Through out the evening legislators from House District races, Kansas Insurance Commissioner Ken Selzer and U.S. Congressman Kevin Yoder gave victory speeches, while watching the results come in for the rest of the state and country.
“I think this has been a very good night for the state of Kansas and the future of America,” said Yoder, who has been re-elected in the 3rd District that covers the Kansas side of the Kansas City metropolitan area.
“It’s time to roll up our sleeves, it’s time to go to work, remember who we work for,” Yoder said. “The prairie spirit runs deep in all of our veins and that prairie spirit tells us that there is no substitute for hard work, ingenuity, American opportunity.”
Yoder won his third, two-year term in Tuesday’s election by defeating Democrat and former state Sen.
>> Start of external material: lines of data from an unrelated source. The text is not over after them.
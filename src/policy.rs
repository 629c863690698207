//! Retry policies deciding whether another attempt should be made.
//!
//! A policy is consulted by the retry loop before every attempt. It either
//! lets the attempt go ahead (possibly after sleeping) or gives up, in which
//! case it calls the `fail` callback it was handed exactly once.
//!
//! # Examples
//!
//! ```rust
//! use retry_until::{Retryer, Timer};
//! use std::time::Duration;
//!
//! let mut timer = Timer::new(Duration::from_millis(20), Duration::from_millis(5));
//! let mut gave_up = false;
//!
//! // The first decision always allows an attempt.
//! assert!(timer.next(&mut || gave_up = true));
//! while timer.next(&mut || gave_up = true) {}
//! assert!(gave_up);
//! ```

use std::thread;
use std::time::{Duration, Instant};

/// Timeout used by [`Timer::default`].
pub const DEFAULT_TIMEOUT: Duration = Duration::from_secs(2);

/// Wait between attempts used by [`Timer::default`].
pub const DEFAULT_WAIT: Duration = Duration::from_millis(25);

/// Decides whether an operation should be repeated.
///
/// `next` is called before every attempt, sequentially, from a single
/// controlling thread. It returns `true` if the attempt should go ahead.
/// Otherwise it calls `fail` exactly once and returns `false`.
pub trait Retryer {
    /// Returns `true` if another attempt should be made.
    fn next(&mut self, fail: &mut dyn FnMut()) -> bool;
}

impl<R: Retryer + ?Sized> Retryer for &mut R {
    fn next(&mut self, fail: &mut dyn FnMut()) -> bool {
        (**self).next(fail)
    }
}

impl<R: Retryer + ?Sized> Retryer for Box<R> {
    fn next(&mut self, fail: &mut dyn FnMut()) -> bool {
        (**self).next(fail)
    }
}

/// Repeats an operation for a given amount of time and waits between
/// subsequent attempts.
///
/// The deadline is set on the first call to [`Retryer::next`], so the clock
/// starts with the first attempt, not at construction. A timer that has
/// given up keeps giving up; call [`Timer::reset`] or build a new one to
/// drive another run.
///
/// Equality compares progress as well as configuration: a timer that has
/// made its first decision is not equal to a fresh one with the same
/// timeout and wait.
///
/// A timeout too large to be represented as an [`Instant`] means the timer
/// never gives up.
///
/// # Examples
///
/// ```rust
/// use retry_until::Timer;
/// use std::time::Duration;
///
/// let timer = Timer::default().with_timeout(Duration::from_secs(5));
/// assert_eq!(timer.timeout(), Duration::from_secs(5));
/// assert_eq!(timer.wait(), Duration::from_millis(25));
/// assert!(timer.deadline().is_none());
/// ```
#[derive(Debug, Clone, PartialEq, Eq)]
#[cfg_attr(feature = "serde", derive(serde::Serialize, serde::Deserialize))]
pub struct Timer {
    timeout: Duration,
    wait: Duration,
    #[cfg_attr(feature = "serde", serde(skip))]
    progress: Progress,
}

/// Where a [`Timer`] is in its run.
#[derive(Debug, Clone, Copy, PartialEq, Eq, Default)]
enum Progress {
    #[default]
    NotStarted,
    Until(Instant),
    Unbounded,
}

impl Timer {
    /// Create a timer giving up after `timeout` and sleeping `wait` between
    /// attempts.
    pub fn new(timeout: Duration, wait: Duration) -> Self {
        Self {
            timeout,
            wait,
            progress: Progress::NotStarted,
        }
    }

    /// Set the total time budget.
    pub fn with_timeout(mut self, timeout: Duration) -> Self {
        self.timeout = timeout;
        self
    }

    /// Set the sleep between attempts.
    pub fn with_wait(mut self, wait: Duration) -> Self {
        self.wait = wait;
        self
    }

    /// Get the total time budget.
    pub fn timeout(&self) -> Duration {
        self.timeout
    }

    /// Get the sleep between attempts.
    pub fn wait(&self) -> Duration {
        self.wait
    }

    /// The deadline, once the first decision has been made.
    ///
    /// `None` before the first decision and for timers that never give up.
    pub fn deadline(&self) -> Option<Instant> {
        match self.progress {
            Progress::Until(deadline) => Some(deadline),
            Progress::NotStarted | Progress::Unbounded => None,
        }
    }

    /// Whether the first decision has been made.
    pub fn started(&self) -> bool {
        self.progress != Progress::NotStarted
    }

    /// Forget the deadline so the next decision starts a fresh run.
    pub fn reset(&mut self) {
        self.progress = Progress::NotStarted;
    }
}

impl Default for Timer {
    fn default() -> Self {
        Self::new(DEFAULT_TIMEOUT, DEFAULT_WAIT)
    }
}

impl Retryer for Timer {
    fn next(&mut self, fail: &mut dyn FnMut()) -> bool {
        match self.progress {
            Progress::NotStarted => {
                self.progress = match Instant::now().checked_add(self.timeout) {
                    Some(deadline) => Progress::Until(deadline),
                    None => Progress::Unbounded,
                };
                return true;
            }
            Progress::Until(deadline) if Instant::now() > deadline => {
                fail();
                return false;
            }
            Progress::Until(_) | Progress::Unbounded => {}
        }
        thread::sleep(self.wait);
        true
    }
}

/// Repeats an operation a fixed number of times and waits between
/// subsequent attempts.
///
/// At least one attempt is always made, even when configured with a count
/// of zero.
///
/// Like [`Timer`], equality compares the attempts made so far as well as
/// the configuration.
///
/// # Examples
///
/// ```rust
/// use retry_until::{Counter, Retryer};
/// use std::time::Duration;
///
/// let mut counter = Counter::new(2, Duration::ZERO);
/// let mut failures = 0;
///
/// assert!(counter.next(&mut || failures += 1));
/// assert!(counter.next(&mut || failures += 1));
/// assert!(!counter.next(&mut || failures += 1));
/// assert_eq!(failures, 1);
/// ```
#[derive(Debug, Clone, PartialEq, Eq)]
#[cfg_attr(feature = "serde", derive(serde::Serialize, serde::Deserialize))]
pub struct Counter {
    count: u32,
    wait: Duration,
    #[cfg_attr(feature = "serde", serde(skip))]
    attempts: u32,
}

impl Counter {
    /// Create a counter allowing `count` attempts with `wait` between them.
    pub fn new(count: u32, wait: Duration) -> Self {
        Self {
            count,
            wait,
            attempts: 0,
        }
    }

    /// Set the maximum number of attempts.
    pub fn with_count(mut self, count: u32) -> Self {
        self.count = count;
        self
    }

    /// Set the sleep between attempts.
    pub fn with_wait(mut self, wait: Duration) -> Self {
        self.wait = wait;
        self
    }

    /// Get the maximum number of attempts, never less than one.
    pub fn count(&self) -> u32 {
        self.count.max(1)
    }

    /// Get the sleep between attempts.
    pub fn wait(&self) -> Duration {
        self.wait
    }

    /// Number of attempts allowed so far.
    pub fn attempts(&self) -> u32 {
        self.attempts
    }

    /// Forget progress so the next decision starts a fresh run.
    pub fn reset(&mut self) {
        self.attempts = 0;
    }
}

impl Retryer for Counter {
    fn next(&mut self, fail: &mut dyn FnMut()) -> bool {
        if self.attempts >= self.count() {
            fail();
            return false;
        }
        if self.attempts > 0 {
            thread::sleep(self.wait);
        }
        self.attempts += 1;
        true
    }
}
Kelly Kultala of Kansas City.
Democrats initially had high hopes for Kultala against Yoder even though she lost her state Senate seat in 2012 after redistricting.
But Yoder entered the final weeks of the campaign with more than $1.6 million in cash on hand, after raising $2 million in contributions since the start of 2013.
Yoder is a former Kansas House member who served as the chairman of its Appropriations Committee.
Selzer, a Republican accountant and industry executive, won the Kansas insurance commissioner’s race without the backing of the retiring, three-term GOP incumbent.
“We look forward to doing good things for the people of Kansas and bringing technical expertise to this job.”” said Selzer during his victory speech.
Ken Selzer of Leawood defeated Democrat Dennis Anderson of Overland Park in Tuesday’s election. Anderson operates a family business providing educational services to insurance and financial services firms.
The Democrat was endorsed by retiring GOP Commissioner Sandy Praeger. But Praeger had broken with fellow Republicans by not harshly criticizing the federal health care overhaul championed by Democratic President Barack Obama.
Both Anderson and Praeger favor expanding the state’s Medicaid program for the poor and disabled in line with the federal law. Selzer opposes the idea.
The state’s GOP leanings helped Selzer, and he raised nearly $147,000 in cash contributions after last July, compared with Anderson’s $95,000.
The Associated Press contributed to this report.